**WORK TO COMPLETE**
Please quote exactly the lines below from the line containing "assert_eq!(count, 1);" to the line containing "assert_eq!(scenarios.len(), 3);", both lines included, and nothing else.

Records from a data collection:

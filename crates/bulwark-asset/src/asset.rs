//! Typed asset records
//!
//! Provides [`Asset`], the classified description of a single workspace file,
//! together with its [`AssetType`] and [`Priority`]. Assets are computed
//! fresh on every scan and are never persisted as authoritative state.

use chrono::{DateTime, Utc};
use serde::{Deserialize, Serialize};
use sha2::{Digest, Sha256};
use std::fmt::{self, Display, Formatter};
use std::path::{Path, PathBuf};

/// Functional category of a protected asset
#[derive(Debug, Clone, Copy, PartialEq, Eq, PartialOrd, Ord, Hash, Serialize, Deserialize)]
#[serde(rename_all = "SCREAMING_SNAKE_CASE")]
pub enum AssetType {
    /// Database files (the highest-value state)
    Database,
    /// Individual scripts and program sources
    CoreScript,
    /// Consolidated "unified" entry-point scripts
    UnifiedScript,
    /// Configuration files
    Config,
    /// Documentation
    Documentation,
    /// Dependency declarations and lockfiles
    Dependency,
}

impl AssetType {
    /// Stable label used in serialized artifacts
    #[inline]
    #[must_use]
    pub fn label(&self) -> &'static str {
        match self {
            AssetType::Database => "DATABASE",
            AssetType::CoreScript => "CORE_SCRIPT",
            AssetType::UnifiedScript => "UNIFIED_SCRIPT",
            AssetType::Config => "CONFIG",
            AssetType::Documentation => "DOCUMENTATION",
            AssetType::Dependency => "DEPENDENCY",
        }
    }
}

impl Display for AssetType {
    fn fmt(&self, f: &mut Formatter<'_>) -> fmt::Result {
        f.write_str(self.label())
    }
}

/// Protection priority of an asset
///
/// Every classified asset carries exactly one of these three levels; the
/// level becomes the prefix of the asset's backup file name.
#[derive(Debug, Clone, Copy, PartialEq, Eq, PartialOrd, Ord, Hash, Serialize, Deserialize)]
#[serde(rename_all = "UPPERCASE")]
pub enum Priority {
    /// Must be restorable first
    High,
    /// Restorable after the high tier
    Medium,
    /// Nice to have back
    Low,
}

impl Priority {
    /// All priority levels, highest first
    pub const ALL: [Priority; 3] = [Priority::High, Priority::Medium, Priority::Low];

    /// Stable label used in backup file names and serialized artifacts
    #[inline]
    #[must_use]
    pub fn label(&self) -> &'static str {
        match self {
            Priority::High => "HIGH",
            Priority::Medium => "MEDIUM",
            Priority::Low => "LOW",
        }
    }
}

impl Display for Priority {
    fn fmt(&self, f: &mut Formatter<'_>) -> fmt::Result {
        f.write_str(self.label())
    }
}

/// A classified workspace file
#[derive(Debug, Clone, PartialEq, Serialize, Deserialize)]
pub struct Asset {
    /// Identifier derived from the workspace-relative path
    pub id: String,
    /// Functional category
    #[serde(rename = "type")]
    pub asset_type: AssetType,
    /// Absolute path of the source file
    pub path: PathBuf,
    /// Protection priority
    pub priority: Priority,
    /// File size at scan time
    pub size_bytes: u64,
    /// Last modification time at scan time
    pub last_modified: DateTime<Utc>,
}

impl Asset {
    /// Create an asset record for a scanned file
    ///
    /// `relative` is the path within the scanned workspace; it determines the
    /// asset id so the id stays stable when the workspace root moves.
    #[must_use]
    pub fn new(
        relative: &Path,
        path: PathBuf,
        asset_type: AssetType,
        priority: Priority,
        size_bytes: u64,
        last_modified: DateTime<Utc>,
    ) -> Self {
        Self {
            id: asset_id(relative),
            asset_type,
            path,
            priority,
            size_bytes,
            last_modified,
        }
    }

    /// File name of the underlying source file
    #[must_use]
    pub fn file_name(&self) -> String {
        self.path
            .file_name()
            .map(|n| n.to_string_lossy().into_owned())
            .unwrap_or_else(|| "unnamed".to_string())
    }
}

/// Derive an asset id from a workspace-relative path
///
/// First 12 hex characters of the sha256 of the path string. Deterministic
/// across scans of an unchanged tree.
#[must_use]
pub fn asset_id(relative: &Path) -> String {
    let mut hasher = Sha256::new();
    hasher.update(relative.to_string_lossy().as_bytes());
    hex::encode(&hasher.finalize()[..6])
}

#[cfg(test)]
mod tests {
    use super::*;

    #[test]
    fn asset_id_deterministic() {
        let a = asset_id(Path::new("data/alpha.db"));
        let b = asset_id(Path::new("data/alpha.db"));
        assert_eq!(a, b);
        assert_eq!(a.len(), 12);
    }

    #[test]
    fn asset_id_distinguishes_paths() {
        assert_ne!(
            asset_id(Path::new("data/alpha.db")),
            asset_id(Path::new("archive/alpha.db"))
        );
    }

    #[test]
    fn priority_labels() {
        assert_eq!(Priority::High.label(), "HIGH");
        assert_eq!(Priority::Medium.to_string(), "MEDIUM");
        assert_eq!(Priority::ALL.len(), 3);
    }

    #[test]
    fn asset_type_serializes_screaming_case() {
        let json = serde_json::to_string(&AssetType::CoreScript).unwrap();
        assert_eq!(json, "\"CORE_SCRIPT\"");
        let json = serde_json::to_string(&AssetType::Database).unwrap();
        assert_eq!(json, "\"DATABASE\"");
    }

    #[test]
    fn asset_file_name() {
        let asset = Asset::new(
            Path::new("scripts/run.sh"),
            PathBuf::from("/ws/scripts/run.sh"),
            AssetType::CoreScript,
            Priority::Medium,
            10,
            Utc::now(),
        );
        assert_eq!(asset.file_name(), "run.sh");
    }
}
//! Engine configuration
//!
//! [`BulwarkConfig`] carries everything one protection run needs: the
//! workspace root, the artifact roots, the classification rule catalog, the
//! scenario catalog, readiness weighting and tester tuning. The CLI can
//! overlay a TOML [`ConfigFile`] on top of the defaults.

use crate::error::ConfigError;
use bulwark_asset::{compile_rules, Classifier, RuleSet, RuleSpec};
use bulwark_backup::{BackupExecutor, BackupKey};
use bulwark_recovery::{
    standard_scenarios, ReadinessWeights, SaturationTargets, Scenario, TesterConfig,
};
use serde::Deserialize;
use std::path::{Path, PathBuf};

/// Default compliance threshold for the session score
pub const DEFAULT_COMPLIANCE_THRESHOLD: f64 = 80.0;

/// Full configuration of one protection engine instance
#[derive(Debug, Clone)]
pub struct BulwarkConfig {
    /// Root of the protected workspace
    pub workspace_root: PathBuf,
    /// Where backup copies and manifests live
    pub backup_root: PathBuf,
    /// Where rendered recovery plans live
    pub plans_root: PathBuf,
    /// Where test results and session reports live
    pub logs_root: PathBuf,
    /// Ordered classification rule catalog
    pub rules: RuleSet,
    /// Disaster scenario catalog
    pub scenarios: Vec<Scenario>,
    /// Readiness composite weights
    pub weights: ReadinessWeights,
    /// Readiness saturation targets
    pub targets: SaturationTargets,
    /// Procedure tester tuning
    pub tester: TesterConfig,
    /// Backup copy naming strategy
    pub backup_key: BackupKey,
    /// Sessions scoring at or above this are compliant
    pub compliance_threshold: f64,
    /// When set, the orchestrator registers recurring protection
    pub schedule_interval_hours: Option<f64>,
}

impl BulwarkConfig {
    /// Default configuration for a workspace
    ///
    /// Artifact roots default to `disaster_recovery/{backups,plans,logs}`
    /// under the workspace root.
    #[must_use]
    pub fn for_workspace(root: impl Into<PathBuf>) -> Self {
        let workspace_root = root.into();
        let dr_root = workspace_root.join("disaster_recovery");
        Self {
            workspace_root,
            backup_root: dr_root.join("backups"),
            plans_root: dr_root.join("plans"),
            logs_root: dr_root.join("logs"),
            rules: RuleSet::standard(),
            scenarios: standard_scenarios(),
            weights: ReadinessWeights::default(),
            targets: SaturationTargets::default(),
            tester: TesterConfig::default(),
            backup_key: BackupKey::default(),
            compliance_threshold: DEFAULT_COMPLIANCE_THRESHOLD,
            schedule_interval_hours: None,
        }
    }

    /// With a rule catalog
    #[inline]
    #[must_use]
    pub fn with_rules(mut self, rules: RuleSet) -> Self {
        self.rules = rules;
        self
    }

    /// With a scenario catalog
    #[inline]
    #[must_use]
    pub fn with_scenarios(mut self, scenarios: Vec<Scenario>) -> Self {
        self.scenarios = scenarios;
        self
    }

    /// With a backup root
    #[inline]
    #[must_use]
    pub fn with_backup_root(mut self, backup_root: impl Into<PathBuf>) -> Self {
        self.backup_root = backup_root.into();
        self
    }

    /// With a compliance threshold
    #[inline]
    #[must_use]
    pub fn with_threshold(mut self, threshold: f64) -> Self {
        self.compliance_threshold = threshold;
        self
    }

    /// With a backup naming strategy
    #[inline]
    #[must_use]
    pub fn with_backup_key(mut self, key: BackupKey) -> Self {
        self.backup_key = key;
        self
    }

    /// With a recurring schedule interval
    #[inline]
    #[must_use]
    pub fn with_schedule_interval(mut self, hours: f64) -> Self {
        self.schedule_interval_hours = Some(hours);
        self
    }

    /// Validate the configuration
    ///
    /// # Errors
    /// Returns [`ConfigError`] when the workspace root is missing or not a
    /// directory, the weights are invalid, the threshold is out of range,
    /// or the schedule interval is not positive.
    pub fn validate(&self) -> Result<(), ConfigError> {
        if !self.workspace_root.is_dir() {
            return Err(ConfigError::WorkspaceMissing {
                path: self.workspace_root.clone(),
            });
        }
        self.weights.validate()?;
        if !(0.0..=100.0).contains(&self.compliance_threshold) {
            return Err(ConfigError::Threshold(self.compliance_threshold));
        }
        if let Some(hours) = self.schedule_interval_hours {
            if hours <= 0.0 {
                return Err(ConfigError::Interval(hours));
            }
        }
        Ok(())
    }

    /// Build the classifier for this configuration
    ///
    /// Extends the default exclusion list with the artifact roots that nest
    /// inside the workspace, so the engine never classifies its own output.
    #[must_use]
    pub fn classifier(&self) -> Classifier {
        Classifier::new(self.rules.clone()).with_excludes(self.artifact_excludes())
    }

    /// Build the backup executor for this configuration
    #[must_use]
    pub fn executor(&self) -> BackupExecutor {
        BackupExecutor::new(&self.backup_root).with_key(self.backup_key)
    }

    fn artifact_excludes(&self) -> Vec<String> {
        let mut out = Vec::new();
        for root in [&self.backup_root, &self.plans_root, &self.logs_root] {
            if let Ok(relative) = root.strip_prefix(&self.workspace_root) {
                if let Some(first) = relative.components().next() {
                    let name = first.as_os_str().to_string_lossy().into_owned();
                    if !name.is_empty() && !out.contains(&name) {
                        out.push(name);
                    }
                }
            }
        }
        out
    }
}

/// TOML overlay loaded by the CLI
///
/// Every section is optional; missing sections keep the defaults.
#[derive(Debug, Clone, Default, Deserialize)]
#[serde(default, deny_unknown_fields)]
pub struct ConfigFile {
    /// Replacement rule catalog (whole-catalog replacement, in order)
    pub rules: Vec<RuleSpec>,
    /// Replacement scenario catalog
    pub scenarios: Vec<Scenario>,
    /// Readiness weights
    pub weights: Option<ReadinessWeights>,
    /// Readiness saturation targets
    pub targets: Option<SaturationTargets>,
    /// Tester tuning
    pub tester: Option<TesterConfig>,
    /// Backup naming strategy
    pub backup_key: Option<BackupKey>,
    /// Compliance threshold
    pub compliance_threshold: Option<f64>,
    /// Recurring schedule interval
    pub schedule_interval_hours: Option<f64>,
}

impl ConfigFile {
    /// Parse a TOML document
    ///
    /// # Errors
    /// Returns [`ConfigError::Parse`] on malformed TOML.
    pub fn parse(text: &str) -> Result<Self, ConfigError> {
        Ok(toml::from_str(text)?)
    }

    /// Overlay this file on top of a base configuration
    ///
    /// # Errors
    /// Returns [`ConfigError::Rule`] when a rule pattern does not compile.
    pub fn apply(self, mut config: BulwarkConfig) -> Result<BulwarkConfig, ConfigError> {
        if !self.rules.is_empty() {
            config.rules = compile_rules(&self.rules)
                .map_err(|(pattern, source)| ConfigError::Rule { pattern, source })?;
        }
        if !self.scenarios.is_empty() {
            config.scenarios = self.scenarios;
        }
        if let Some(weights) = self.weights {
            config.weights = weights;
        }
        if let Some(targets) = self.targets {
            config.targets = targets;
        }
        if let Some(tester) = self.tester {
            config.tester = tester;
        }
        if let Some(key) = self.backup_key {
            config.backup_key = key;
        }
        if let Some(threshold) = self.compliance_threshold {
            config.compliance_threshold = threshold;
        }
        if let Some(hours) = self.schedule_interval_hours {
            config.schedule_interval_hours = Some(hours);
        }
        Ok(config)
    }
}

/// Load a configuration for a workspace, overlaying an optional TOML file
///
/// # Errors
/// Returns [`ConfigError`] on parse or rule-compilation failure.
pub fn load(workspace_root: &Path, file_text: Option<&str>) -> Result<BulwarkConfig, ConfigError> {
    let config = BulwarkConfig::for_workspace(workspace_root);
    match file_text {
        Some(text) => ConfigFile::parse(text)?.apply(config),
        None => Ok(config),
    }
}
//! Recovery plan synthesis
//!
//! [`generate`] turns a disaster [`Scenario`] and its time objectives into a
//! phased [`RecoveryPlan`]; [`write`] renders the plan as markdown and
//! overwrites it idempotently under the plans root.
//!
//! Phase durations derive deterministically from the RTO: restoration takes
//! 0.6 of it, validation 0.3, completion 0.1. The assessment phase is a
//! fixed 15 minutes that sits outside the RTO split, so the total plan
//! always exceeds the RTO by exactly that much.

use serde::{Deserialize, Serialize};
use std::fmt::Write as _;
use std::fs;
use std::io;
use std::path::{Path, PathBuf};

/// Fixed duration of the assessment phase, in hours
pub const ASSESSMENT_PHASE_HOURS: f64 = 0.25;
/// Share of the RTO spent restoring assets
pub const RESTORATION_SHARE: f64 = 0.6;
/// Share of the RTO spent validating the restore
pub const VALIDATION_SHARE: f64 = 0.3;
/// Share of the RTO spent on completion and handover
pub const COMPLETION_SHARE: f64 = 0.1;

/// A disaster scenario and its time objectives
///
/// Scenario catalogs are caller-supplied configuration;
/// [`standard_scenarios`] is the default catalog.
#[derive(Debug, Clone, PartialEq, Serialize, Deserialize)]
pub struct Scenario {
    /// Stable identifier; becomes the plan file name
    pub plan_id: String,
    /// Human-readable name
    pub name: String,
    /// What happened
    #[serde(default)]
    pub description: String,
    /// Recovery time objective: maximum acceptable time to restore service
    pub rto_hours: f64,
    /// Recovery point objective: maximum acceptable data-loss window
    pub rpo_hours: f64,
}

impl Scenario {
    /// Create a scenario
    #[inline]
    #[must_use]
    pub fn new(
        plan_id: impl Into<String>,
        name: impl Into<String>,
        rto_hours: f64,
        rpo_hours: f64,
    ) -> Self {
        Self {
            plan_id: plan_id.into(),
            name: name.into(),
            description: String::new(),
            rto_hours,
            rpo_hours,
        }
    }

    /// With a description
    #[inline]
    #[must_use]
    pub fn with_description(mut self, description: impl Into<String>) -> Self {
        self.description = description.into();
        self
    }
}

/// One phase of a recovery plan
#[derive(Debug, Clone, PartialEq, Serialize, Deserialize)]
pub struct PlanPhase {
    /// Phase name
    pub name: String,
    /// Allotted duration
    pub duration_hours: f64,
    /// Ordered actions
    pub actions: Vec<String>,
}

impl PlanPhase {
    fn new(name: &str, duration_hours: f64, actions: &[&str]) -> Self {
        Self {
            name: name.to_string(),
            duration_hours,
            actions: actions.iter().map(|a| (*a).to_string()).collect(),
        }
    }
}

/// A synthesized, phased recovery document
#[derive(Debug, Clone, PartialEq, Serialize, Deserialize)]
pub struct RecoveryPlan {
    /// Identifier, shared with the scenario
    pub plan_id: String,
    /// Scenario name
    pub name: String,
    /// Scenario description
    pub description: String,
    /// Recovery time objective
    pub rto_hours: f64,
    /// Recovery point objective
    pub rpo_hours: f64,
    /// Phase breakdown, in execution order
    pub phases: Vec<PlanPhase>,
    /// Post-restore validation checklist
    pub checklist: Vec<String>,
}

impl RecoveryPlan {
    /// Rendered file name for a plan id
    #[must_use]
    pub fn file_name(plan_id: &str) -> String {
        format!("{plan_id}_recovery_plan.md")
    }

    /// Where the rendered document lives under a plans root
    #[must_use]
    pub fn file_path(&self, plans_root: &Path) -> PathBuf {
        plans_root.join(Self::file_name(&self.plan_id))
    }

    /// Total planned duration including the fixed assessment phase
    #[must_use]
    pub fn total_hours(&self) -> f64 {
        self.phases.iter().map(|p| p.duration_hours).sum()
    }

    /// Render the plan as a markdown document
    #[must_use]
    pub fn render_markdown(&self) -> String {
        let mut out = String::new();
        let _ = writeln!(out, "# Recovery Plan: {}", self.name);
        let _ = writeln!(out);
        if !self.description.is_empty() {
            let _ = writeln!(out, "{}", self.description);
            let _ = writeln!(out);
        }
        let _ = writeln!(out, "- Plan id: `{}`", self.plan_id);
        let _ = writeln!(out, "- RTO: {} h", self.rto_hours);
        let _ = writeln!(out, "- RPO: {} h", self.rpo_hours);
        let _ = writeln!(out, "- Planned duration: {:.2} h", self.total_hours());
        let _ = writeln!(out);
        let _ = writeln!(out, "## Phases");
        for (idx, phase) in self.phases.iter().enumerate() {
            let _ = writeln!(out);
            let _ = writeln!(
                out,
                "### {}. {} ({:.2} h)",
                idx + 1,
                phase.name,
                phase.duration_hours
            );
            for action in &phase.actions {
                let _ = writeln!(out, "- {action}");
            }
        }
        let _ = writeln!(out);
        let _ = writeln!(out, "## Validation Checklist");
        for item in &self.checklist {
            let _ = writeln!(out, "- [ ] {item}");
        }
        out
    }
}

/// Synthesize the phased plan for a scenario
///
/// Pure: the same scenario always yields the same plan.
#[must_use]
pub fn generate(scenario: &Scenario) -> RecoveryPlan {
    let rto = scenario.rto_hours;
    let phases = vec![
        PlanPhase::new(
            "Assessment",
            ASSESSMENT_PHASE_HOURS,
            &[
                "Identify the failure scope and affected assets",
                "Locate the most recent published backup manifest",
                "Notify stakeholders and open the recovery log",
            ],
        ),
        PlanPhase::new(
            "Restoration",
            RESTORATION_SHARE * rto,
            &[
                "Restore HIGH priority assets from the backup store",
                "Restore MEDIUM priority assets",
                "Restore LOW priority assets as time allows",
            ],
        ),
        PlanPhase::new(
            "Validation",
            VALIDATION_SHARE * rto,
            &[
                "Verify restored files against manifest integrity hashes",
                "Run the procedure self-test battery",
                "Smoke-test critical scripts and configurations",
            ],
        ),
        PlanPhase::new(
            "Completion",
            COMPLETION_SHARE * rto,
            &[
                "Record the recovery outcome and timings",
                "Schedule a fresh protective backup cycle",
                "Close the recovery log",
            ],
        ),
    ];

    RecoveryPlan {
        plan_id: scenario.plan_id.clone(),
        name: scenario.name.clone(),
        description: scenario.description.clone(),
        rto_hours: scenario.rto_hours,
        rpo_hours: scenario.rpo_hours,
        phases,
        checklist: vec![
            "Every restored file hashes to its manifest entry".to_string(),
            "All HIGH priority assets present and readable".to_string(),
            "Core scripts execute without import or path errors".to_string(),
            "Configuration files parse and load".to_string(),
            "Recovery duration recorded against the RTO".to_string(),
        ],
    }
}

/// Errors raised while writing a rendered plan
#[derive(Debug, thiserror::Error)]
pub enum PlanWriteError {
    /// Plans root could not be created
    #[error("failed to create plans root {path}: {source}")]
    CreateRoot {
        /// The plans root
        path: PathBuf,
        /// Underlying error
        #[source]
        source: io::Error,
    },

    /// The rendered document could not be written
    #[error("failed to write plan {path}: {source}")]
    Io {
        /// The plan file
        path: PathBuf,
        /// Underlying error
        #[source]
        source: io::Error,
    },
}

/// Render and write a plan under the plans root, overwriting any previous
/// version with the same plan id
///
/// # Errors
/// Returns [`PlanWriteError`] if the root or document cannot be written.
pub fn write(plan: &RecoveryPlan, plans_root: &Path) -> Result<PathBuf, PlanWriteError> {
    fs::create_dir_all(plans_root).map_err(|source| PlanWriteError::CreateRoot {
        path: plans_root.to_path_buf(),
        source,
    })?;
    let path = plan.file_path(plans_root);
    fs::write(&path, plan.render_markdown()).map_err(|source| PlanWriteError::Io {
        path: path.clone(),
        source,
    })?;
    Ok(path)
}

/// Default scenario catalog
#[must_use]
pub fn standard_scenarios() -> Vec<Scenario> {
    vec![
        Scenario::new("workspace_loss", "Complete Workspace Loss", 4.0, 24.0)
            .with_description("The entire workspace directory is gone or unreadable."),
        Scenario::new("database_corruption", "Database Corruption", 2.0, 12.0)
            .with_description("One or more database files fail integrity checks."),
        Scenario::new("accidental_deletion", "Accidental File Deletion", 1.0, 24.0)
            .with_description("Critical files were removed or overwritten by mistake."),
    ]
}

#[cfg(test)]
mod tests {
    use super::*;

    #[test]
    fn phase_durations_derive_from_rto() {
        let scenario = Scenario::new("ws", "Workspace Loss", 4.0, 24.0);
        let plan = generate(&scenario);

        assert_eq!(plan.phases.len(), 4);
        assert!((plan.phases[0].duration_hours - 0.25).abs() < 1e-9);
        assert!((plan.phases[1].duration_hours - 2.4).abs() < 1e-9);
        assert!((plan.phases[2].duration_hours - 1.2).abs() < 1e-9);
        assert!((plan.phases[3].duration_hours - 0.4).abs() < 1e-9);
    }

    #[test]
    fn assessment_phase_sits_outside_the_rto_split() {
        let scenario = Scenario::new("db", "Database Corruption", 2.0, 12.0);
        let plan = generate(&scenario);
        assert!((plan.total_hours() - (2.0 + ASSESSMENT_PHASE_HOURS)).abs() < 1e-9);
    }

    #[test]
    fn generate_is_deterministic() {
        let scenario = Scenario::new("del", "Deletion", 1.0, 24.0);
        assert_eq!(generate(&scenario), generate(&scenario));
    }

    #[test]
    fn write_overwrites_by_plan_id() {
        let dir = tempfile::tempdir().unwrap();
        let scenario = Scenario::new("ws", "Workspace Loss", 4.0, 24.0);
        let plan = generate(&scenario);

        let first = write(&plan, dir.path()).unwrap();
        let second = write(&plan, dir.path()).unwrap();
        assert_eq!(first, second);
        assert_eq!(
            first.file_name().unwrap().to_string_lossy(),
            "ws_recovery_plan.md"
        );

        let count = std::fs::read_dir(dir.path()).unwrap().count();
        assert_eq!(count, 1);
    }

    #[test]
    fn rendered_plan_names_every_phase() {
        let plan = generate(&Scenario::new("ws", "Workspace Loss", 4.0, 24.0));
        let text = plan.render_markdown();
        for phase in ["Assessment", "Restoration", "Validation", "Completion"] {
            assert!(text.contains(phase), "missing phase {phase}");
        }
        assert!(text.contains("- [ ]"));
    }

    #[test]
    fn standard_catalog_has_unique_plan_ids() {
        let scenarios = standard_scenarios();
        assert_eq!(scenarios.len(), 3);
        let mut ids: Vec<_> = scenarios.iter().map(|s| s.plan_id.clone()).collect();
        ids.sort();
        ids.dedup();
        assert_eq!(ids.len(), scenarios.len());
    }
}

**EXERCISE RESPONSE**
        assert_eq!(count, 1);
    }

    #[test]
    fn rendered_plan_names_every_phase() {
        let plan = generate(&Scenario::new("ws", "Workspace Loss", 4.0, 24.0));
        let text = plan.render_markdown();
        for phase in ["Assessment", "Restoration", "Validation", "Completion"] {
            assert!(text.contains(phase), "missing phase {phase}");
        }
        assert!(text.contains("- [ ]"));
    }

    #[test]
    fn standard_catalog_has_unique_plan_ids() {
        let scenarios = standard_scenarios();
        assert_eq!(scenarios.len(), 3);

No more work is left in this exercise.